#### THE PROBLEM:
Could you return every line of the records below that contains the word "display"?

#### RAW DATA:
══════════

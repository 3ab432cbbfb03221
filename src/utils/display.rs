use crate::store::ConversationTurn;
use colored::*;

pub fn print_header(text: &str) {
    println!("\n{}", text.bright_cyan().bold());
    println!("{}", "=".repeat(text.len()).bright_cyan());
}

pub fn print_success(text: &str) {
    println!("{}", text.green());
}

pub fn print_error(text: &str) {
    eprintln!("{}", text.red().bold());
}

pub fn print_info(text: &str) {
    println!("{}", text.blue());
}

pub fn print_prompt(text: &str) {
    print!("{}", text.yellow().bold());
}

/// One stored turn, rendered for terminal display.
pub fn print_turn(turn: &ConversationTurn) {
    println!(
        "{}",
        format!("[{}]", turn.timestamp.format("%Y-%m-%d %H:%M:%S")).bright_black()
    );
    println!("{} {}", "User:".yellow(), turn.user_input.as_deref().unwrap_or(""));
    println!("{} {}\n", "Bot:".cyan(), turn.bot_response);
}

══════════

#### OUTPUT OF THE EXERCISE:
filename src/utils/display.rs
/// One stored turn, rendered for terminal display.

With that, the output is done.